Another Year is a wonderfully crafted, wonderfully acted, compassionate and moving film from Mike Leigh in which very little actually happens, there are stretches where there is hardly any dialogue and the central characters are a happily married middle-aged couple. I’m amazed the film was made in the first place, based on that summary.
Jim Broadbent and Ruth Sheen are Tom and Gerri (yes, they are used to the joke but it’s only mentioned once), a geologist and a counsellor who enjoy each other and their life, devoting a lot of their time at their allotment. They have a son who is unmarried, but he seems fine, and they have friends they see in their pleasant house in a pleasant neighbourhood. It’s very unusual to see a happy couple as the centre of a film, so it’s nice to see it represented, but it means that drama has to be found elsewhere. This is seen via their friends: Mary (Lesley Manville), a co-worker of Gerri, is a lonely divorcee who drinks a little too much, and Ken (Peter Wight) is Tom’s old mate who works in a dead-end job and is lonely and drinks too much.

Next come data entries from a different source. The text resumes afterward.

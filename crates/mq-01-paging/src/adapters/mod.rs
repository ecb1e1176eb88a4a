//! Adapters Layer
//!
//! - `file` - paging directory on the local filesystem
//! - `memory` - in-process directories with fault injection, for tests
//! - `lock` - exclusive ownership of a paging directory (feature `locking`)

pub mod file;
#[cfg(feature = "locking")]
pub mod lock;
pub mod memory;

pub use file::{FilePagingStoreFactory, FileSequentialFile, FileSequentialFileFactory};
#[cfg(feature = "locking")]
pub use lock::{DirectoryLock, LockError};
pub use memory::{
    FaultInjector, InMemoryPagingStoreFactory, InMemorySequentialFile,
    InMemorySequentialFileFactory,
};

The story takes place over the four seasons as the various people interact with Tom and Gerri at various social occasions. These are mostly gentle scenes with small talk and the sort of uncomfortable pauses that happen in real life rather than the sort of dialogue that tends to happen in film – there is a sense of reality and depth, both in the situations and the characters, allowing us to invest ourselves in the moments and really feel what is going on. For the most part, there is none of the histrionics of cinema dramas – the huge shocks occur in the way that Broadbent gives a look to his wife, or the way that Sheen changes the tone of her voice with Mary after she says some things about the family that Sheen doesn’t like (although the winter section is about the death of the wife of Tom’s brother, played by David Bradley, who is a quiet and ghostly figure, which is more obviously emotional).

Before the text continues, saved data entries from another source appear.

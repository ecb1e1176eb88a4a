//! # Large Message Producer
//!
//! Sends a body inline when it is under the threshold and as a chunked
//! transfer otherwise. The body is read lazily; at most one threshold's worth
//! of prefix and one chunk are held at a time.
//!
//! | Declared length | Observed length | Transfer |
//! |-----------------|-----------------|----------|
//! | ≥ threshold | any | chunked |
//! | < threshold or unknown | < threshold | inline |
//! | < threshold or unknown | ≥ threshold | chunked |
//!
//! Each `Data` frame takes credit from the [`CreditWindow`] before it is
//! sent. An exhausted window suspends the send; closing the session cancels
//! it and sends `Cancel` so the broker drops what it spooled.

use mq_01_paging::SendContext;
use std::io::{Cursor, Read};
use std::sync::Arc;

use super::window::CreditWindow;
use crate::domain::config::LargeMessageConfig;
use crate::domain::errors::{LargeMessageError, LargeMessageResult};
use crate::domain::frame::{ChunkFrame, LargeMessageHeader, TransferId};
use crate::domain::splitter::ChunkSplitter;
use crate::ports::outbound::ChunkSink;

/// How a body went out.
#[derive(Debug, Clone, Copy, PartialEq, Eq)]
pub enum SendReceipt {
    Inline { length: u64 },
    Chunked {
        transfer: TransferId,
        chunks: usize,
        length: u64,
    },
}

impl SendReceipt {
    pub fn length(&self) -> u64 {
        match self {
            SendReceipt::Inline { length } | SendReceipt::Chunked { length, .. } => *length,
        }
    }

    pub fn is_chunked(&self) -> bool {
        matches!(self, SendReceipt::Chunked { .. })
    }
}

pub struct LargeMessageProducer<S> {
    config: LargeMessageConfig,
    sink: Arc<S>,
    window: CreditWindow,
}

impl<S: ChunkSink> LargeMessageProducer<S> {
    pub fn new(
        config: LargeMessageConfig,
        sink: Arc<S>,
        window: CreditWindow,
    ) -> LargeMessageResult<Self> {
        config.validate()?;
        Ok(Self {
            config,
            sink,
            window,
        })
    }

    pub fn config(&self) -> &LargeMessageConfig {
        &self.config
    }

    pub fn window(&self) -> &CreditWindow {
        &self.window
    }

    pub async fn send<R: Read + Send>(
        &self,
        header: LargeMessageHeader,
        mut body: R,
        ctx: &SendContext,
    ) -> LargeMessageResult<SendReceipt> {
        let threshold = self.config.min_large_message_size;
        let mut prefix = Vec::new();
        (&mut body)
            .take(threshold as u64)
            .read_to_end(&mut prefix)
            .map_err(|e| LargeMessageError::io("message body", e))?;

        let declared_large = header
            .declared_length
            .is_some_and(|length| length >= threshold as u64);
        if !declared_large && prefix.len() < threshold {
            let length = prefix.len() as u64;
            self.sink.send_inline(header, prefix).await?;
            return Ok(SendReceipt::Inline { length });
        }

        self.send_chunked(header, Cursor::new(prefix).chain(body), ctx)
            .await
    }

    async fn send_chunked<R: Read + Send>(
        &self,
        header: LargeMessageHeader,
        body: R,
        ctx: &SendContext,
    ) -> LargeMessageResult<SendReceipt> {
        let transfer = TransferId::random();
        tracing::debug!(
            "[mq-02] 📦 Sending {} to {} in chunks of {} bytes",
            transfer,
            header.address,
            self.config.chunk_size
        );
        self.sink
            .send_frame(transfer, ChunkFrame::Begin { header })
            .await?;

        let mut chunks = 0;
        for frame in ChunkSplitter::new(body, self.config.chunk_size) {
            let sent = match frame {
                Ok(frame) => self.send_data(transfer, frame, ctx).await,
                Err(e) => Err(LargeMessageError::io("message body", e)),
            };
            match sent {
                Ok(Some(length)) => {
                    return Ok(SendReceipt::Chunked {
                        transfer,
                        chunks,
                        length,
                    })
                }
                Ok(None) => chunks += 1,
                Err(e) => {
                    self.abandon(transfer, &e).await;
                    return Err(e);
                }
            }
        }
        // The splitter always ends with `End` unless it failed first.
        Err(LargeMessageError::protocol(format!(
            "{} ended without an END frame",
            transfer
        )))
    }

    /// Send one splitter frame. Returns the body length once `End` is sent.
    async fn send_data(
        &self,
        transfer: TransferId,
        frame: ChunkFrame,
        ctx: &SendContext,
    ) -> LargeMessageResult<Option<u64>> {
        let end = match &frame {
            ChunkFrame::End { total_length } => Some(*total_length),
            _ => None,
        };
        if ctx.is_closed() {
            return Err(LargeMessageError::Cancelled);
        }
        let cost = frame.credit_cost();
        if cost > 0 {
            tokio::select! {
                acquired = self.window.acquire(cost) => { acquired?; }
                _ = ctx.closed() => return Err(LargeMessageError::Cancelled),
            }
        }
        self.sink.send_frame(transfer, frame).await?;
        Ok(end)
    }

    /// Tell the broker to drop a transfer that failed on this side.
    async fn abandon(&self, transfer: TransferId, cause: &LargeMessageError) {
        if matches!(cause, LargeMessageError::ProtocolViolation { .. }) {
            // The receiver already tore the transfer down.
            return;
        }
        tracing::debug!("[mq-02] Abandoning {}: {}", transfer, cause);
        if let Err(e) = self.sink.send_frame(transfer, ChunkFrame::Cancel).await {
            tracing::debug!("[mq-02] Cancel of {} not delivered: {}", transfer, e);
        }
    }
}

However, the powerful drama is centred on Mary, as she loses it while getting more drunk – Manville is fantastic in this role, completely believable as she turns spiteful and pitiful. The rest of the cast is fabulous as well – Broadbent and Sheen are perfect as the couple, and Wight is a wreck as a desperate and lonely old man with nothing in his life, and Imelda Staunton is great in a brief cameo as a patient of Gerri – but it is Manville who shines. It is a testament to the method in which Leigh works with his cast (who work with him many times over – Broadbent, Sheen, Manville, Staunton, Phil Davis were all in Vera Drake, for example), which gets the actors to truly inhabit their characters as they discover the story together with lots of improvisation. It means that the film feels like a genuine slice of life instead of just a film, with Leigh as a forensic examiner of human nature.

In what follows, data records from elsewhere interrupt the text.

//! # Admission Control
//!
//! Pure decision logic for an incoming message. The store feeds in its
//! current state and whether the message would cross a limit; the decision
//! tells it what to do. No I/O happens here.

use super::settings::AddressFullPolicy;

/// Memory state of a single address store.
#[derive(Debug, Clone, Copy, PartialEq, Eq)]
pub enum PagingState {
    /// Messages are held in memory and delivered straight to queues.
    NotPaging,
    /// New messages are appended to page files.
    Paging,
}

impl std::fmt::Display for PagingState {
    fn fmt(&self, f: &mut std::fmt::Formatter<'_>) -> std::fmt::Result {
        match self {
            PagingState::NotPaging => f.write_str("NOT_PAGING"),
            PagingState::Paging => f.write_str("PAGING"),
        }
    }
}

/// Outcome of evaluating a send against the address limits.
#[derive(Debug, Clone, Copy, PartialEq, Eq)]
pub enum AdmissionDecision {
    /// Keep in memory and route to queues now.
    Accept,
    /// Append to the active page file.
    Page,
    /// Suspend the sender until space is freed.
    Block,
    /// Discard without error.
    Drop,
    /// Reject with `DestinationFull`.
    Reject,
}

/// Whether adding `incoming` bytes would push the address past its limit.
///
/// Crossing is strict: `resident + incoming == max` still fits.
pub fn exceeds_limit(resident: u64, incoming: u64, max: Option<u64>, global_full: bool) -> bool {
    if global_full {
        return true;
    }
    match max {
        Some(max) => resident.saturating_add(incoming) > max,
        None => false,
    }
}

/// Decide what to do with a message.
///
/// A store that is already paging keeps paging even when the message would
/// fit, so that nothing overtakes the messages already on disk.
pub fn decide(policy: AddressFullPolicy, state: PagingState, over_limit: bool) -> AdmissionDecision {
    match (policy, over_limit) {
        (AddressFullPolicy::Fail, true) => AdmissionDecision::Reject,
        (AddressFullPolicy::Fail, false) if state == PagingState::Paging => {
            AdmissionDecision::Reject
        }
        (AddressFullPolicy::Drop, true) => AdmissionDecision::Drop,
        (AddressFullPolicy::Block, true) => AdmissionDecision::Block,
        (AddressFullPolicy::Page, true) => AdmissionDecision::Page,
        (_, false) if state == PagingState::Paging => AdmissionDecision::Page,
        (_, false) => AdmissionDecision::Accept,
    }
}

[A side note: this film has a Harry Potter Factor of 3: Professors Slughorn and Umbridge, and Filch]
The only problem I have with the film is the subliminal message that marriage is wonderful and that if you are not in a happy relationship, you deserve your pathetic unhappiness. Perhaps I’m reading too much into it, but the misery heaped on Mary and Ken seems excessive compared to the happiness of Tom and Gerri, and for their son when he gets into a relationship with a good woman. Mary comes across as a useless and desperate woman; she lusts after Tom and Gerri’s son, who she has known since he was a young boy; she buys a dodgy car which breaks down a lot and she can’t drive or park it properly; she is nasty when she first meets the new girlfriend of the son. Ken is a walking cardiac arrest waiting to happen, living only for his visits to Tom and Gerri, leering after Mary just because she is also single, being passed over at work because he is so useless. It seemed so heavy-handed when the rest of the film is so subtle and light and positive and showing such a happy couple. But that is the only issue I have with an otherwise excellent film.